How old were you when last you saw BA? I was there, ten days, in 2006.
Puerto Madero . . . http://puertomadero.com/ . . . was well under way. If you were compos mentis and involved in the city of your birth I hope you have some sway in Vancouver’s planning circles.
The lesson for me, indeed Vancouver, was Puerto Madero: preserving and re-purposing the old warehouses and changing the docklands into a modern commercial/residential neighbourhood.
Work was well under way in 2006 on the estuary shores of La Rio de la Plata and could well be a waterfront inspiration for Vancouver: Vancouver’s sure as hell needs all the inspiration it can get!
PS Rio de la Plata, River of silver translated by the English as the River Plate: sometimes the English really piss me off!

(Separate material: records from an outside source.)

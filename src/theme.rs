//! Theme loading: btop-style `theme[key]="value"` and hex → ratatui Color.

use crate::board::PALETTE_SIZE;
use ratatui::style::Color;
use std::collections::HashMap;
use std::path::Path;
use thiserror::Error;
use tracing::warn;

/// One Dark palette and UI colours loaded from a theme file.
#[derive(Debug, Clone)]
pub struct Theme {
    /// Tile colours (index 0..=5): red, green, blue, yellow, cyan, magenta.
    pub tiles: [Color; PALETTE_SIZE as usize],
    /// Board background.
    pub bg: Color,
    /// Grid / border.
    pub div_line: Color,
    /// Text (score, counters).
    pub main_fg: Color,
    /// Highlight / titles.
    pub title: Color,
    /// Selection outline and dimmed board after game over.
    pub inactive_fg: Color,
}

#[derive(Debug, Error)]
pub enum ThemeError {
    #[error("io error: {0}")]
    Io(#[from] std::io::Error),
    #[error("invalid hex: {0}")]
    InvalidHex(String),
}

impl Default for Theme {
    fn default() -> Self {
        Self::onedark_default()
    }
}

impl Theme {
    /// Hardcoded One Dark defaults: exact hex values from onedark.theme (no saturation tweaks).
    pub fn onedark_default() -> Self {
        Self {
            tiles: [
                Color::Rgb(0xE0, 0x6C, 0x75), // cpu_end / red
                Color::Rgb(0x98, 0xC3, 0x79), // mem_box / green
                Color::Rgb(0x61, 0xAF, 0xEF), // cpu_box / blue
                Color::Rgb(0xE5, 0xC0, 0x7B), // title / yellow
                Color::Rgb(0x56, 0xB6, 0xC2), // hi_fg / cyan
                Color::Rgb(0xC6, 0x78, 0xDD), // net_box / magenta
            ],
            bg: Color::Rgb(0x31, 0x35, 0x3F),          // meter_bg
            div_line: Color::Rgb(0x3F, 0x44, 0x4F),    // div_line
            main_fg: Color::Rgb(0xAB, 0xB2, 0xBF),     // main_fg
            title: Color::Rgb(0xE5, 0xC0, 0x7B),       // title
            inactive_fg: Color::Rgb(0x5C, 0x63, 0x70), // inactive_fg
        }
    }

    /// Load theme from a btop-style file: `theme[key]="value"` or `theme[key]='value'`.
    /// Falls back to One Dark defaults if path is None or file is missing/invalid.
    /// `palette` selects colour variant: Normal (theme), HighContrast, or Colorblind.
    pub fn load(path: Option<&Path>, palette: crate::Palette) -> Result<Self, ThemeError> {
        let path = match path {
            Some(p) if p.exists() => p,
            _ => return Ok(Self::default_for_palette(palette)),
        };
        let s = std::fs::read_to_string(path)?;
        let map = parse_theme_file(&s);
        let mut theme = Self::from_map(&map);
        theme.apply_palette(palette);
        Ok(theme)
    }

    /// Like [`Theme::load`], but an unreadable file is logged and replaced by
    /// the default theme for the same palette.
    pub fn load_or_default(path: Option<&Path>, palette: crate::Palette) -> Self {
        Self::load(path, palette).unwrap_or_else(|err| {
            warn!(%err, "could not load theme, using default");
            Self::default_for_palette(palette)
        })
    }

    /// Default theme for a palette when no file is loaded.
    pub fn default_for_palette(palette: crate::Palette) -> Self {
        let mut t = Self::onedark_default();
        t.apply_palette(palette);
        t
    }

    /// Override tile colours for high-contrast or colorblind.
    pub fn apply_palette(&mut self, palette: crate::Palette) {
        match palette {
            crate::Palette::Normal => {}
            crate::Palette::HighContrast => {
                self.tiles = [
                    Color::Rgb(0xFF, 0x00, 0x00), // red
                    Color::Rgb(0x00, 0xFF, 0x00), // bright green
                    Color::Rgb(0x00, 0x88, 0xFF), // blue
                    Color::Rgb(0xFF, 0xFF, 0x00), // yellow
                    Color::Rgb(0x00, 0xFF, 0xFF), // cyan
                    Color::Rgb(0xFF, 0x00, 0xFF), // magenta
                ];
            }
            crate::Palette::Colorblind => {
                // Tol "bright"-style set; no red/green pair carries meaning alone
                self.tiles = [
                    Color::Rgb(0x00, 0x77, 0xBB), // blue
                    Color::Rgb(0xEE, 0x77, 0x33), // orange
                    Color::Rgb(0x00, 0x99, 0x88), // teal
                    Color::Rgb(0xCC, 0x33, 0x11), // red
                    Color::Rgb(0xEE, 0x33, 0x77), // magenta
                    Color::Rgb(0xBB, 0xBB, 0x00), // yellow
                ];
            }
        }
    }

    fn from_map(map: &HashMap<String, String>) -> Self {
        let get = |key: &str| {
            map.get(key)
                .and_then(|v| parse_hex(v.trim_matches('"').trim_matches('\'').trim()).ok())
        };
        // Keys match onedark.theme; missing keys keep the One Dark value.
        let d = Self::onedark_default();
        Self {
            tiles: [
                get("cpu_end").or_else(|| get("temp_end")).unwrap_or(d.tiles[0]),
                get("mem_box").or_else(|| get("cpu_start")).unwrap_or(d.tiles[1]),
                get("cpu_box").unwrap_or(d.tiles[2]),
                get("title").or_else(|| get("cpu_mid")).unwrap_or(d.tiles[3]),
                get("hi_fg").or_else(|| get("proc_misc")).unwrap_or(d.tiles[4]),
                get("net_box").unwrap_or(d.tiles[5]),
            ],
            bg: get("meter_bg").unwrap_or(d.bg),
            div_line: get("div_line").unwrap_or(d.div_line),
            main_fg: get("main_fg").unwrap_or(d.main_fg),
            title: get("title").unwrap_or(d.title),
            inactive_fg: get("inactive_fg").unwrap_or(d.inactive_fg),
        }
    }

    /// Colour for a tile's colour index.
    #[inline]
    pub fn tile_color(&self, index: u8) -> Color {
        self.tiles[index as usize % self.tiles.len()]
    }
}

/// `theme[key]="value"` lines → map. Comments, blank lines and empty values are skipped.
fn parse_theme_file(s: &str) -> HashMap<String, String> {
    s.lines()
        .map(str::trim)
        .filter(|line| !line.starts_with('#'))
        .filter_map(|line| {
            let (key, rest) = line.strip_prefix("theme[")?.split_once(']')?;
            let (_, value) = rest.split_once('=')?;
            let value = value.trim().trim_matches('"').trim_matches('\'');
            (!value.is_empty()).then(|| (key.trim().to_string(), value.to_string()))
        })
        .collect()
}

/// `#RRGGBB` or shorthand `#RGB` → `Color::Rgb`.
pub fn parse_hex(s: &str) -> Result<Color, ThemeError> {
    let hex = s.trim().trim_start_matches('#');
    let invalid = || ThemeError::InvalidHex(hex.to_string());
    let channel = |digits: &str, scale: u8| {
        u8::from_str_radix(digits, 16)
            .map(|v| v * scale)
            .map_err(|_| invalid())
    };
    if !hex.is_ascii() {
        return Err(invalid());
    }
    match hex.len() {
        6 => Ok(Color::Rgb(
            channel(&hex[0..2], 1)?,
            channel(&hex[2..4], 1)?,
            channel(&hex[4..6], 1)?,
        )),
        3 => Ok(Color::Rgb(
            channel(&hex[0..1], 17)?,
            channel(&hex[1..2], 17)?,
            channel(&hex[2..3], 17)?,
        )),
        _ => Err(invalid()),
    }
}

I have to give credit to Roger, Puerto Madero is a great development. Olympic Village has elements of it scale wise, preserving and re-purposing the old warehouses is a great touch. We rip down anything here for the tower
Someone may read your writing, and be mislead that the referendum was part of an ‘agenda’ to trash the otherwise recently stellar reputation of TransLink, through a co-conspiracy by the Taxpay Fed and BC Gov’t. Hilarious.
That reputation was systematically self-destructed by TransLink long before the vote.
I think Min. Fassbender is correct that governance issues at TL must be resolved prior to the hiring of a new CEO. IMO the gov. issue at TL’s Mayors’ Council is similar to that at Metro Vancouver. We have elected officials on each Board who were not elected to those specific posts. Yes they were elected, but as Mayors and Council Members of each City/Municipality. None of them were elected by their constituents to be TL Mayors’ Council (or TL Board) members, or MV Board members.
We have over 3 years until the next set of municipal elections. Three years to find a way to create a system which has clear accountability and responsibility, and attempts (though it may be a futile exercise) to reduce the narrow-minded, provincialism which has brought down TL in the past (cough cough, Derek C…)
Perhaps a system where everyone running for Council must also declare whether or not they are also putting their name forward for a seat on the MV or TL Board. Then, during the campaign, in addition to convincing voters that they deserve your vote for city council, they must also explain why they would be a good MV or TL board member. On election day, voters cast their ballots for the Mayor and Council (6, 8 or 10 members), and also vote for their representatives on the two regional boards.
When the results are finalized, the Mayor and Council, and the highest vote-getters for the two regional Board, of those who have been elected to council, are the ones who represent the city/muni at MV and TL. So, let’s say on a nine-member council (Mayor + 8 council), you may have 15 candidates total, and 7 also declaring as MV candidates, and 6 declaring as TL candidates. Let’s say that the city sends 2 reps to the MV board and 2 to the TL board. Those four reps must be elected to the nine-member “regular” council, in order to be eligible for the regional boards. This retains the important link between the sitting council and the discussions at MV and TL, but ensures that the voters, not the Mayor or Council, have the say on who represents them at the regional level.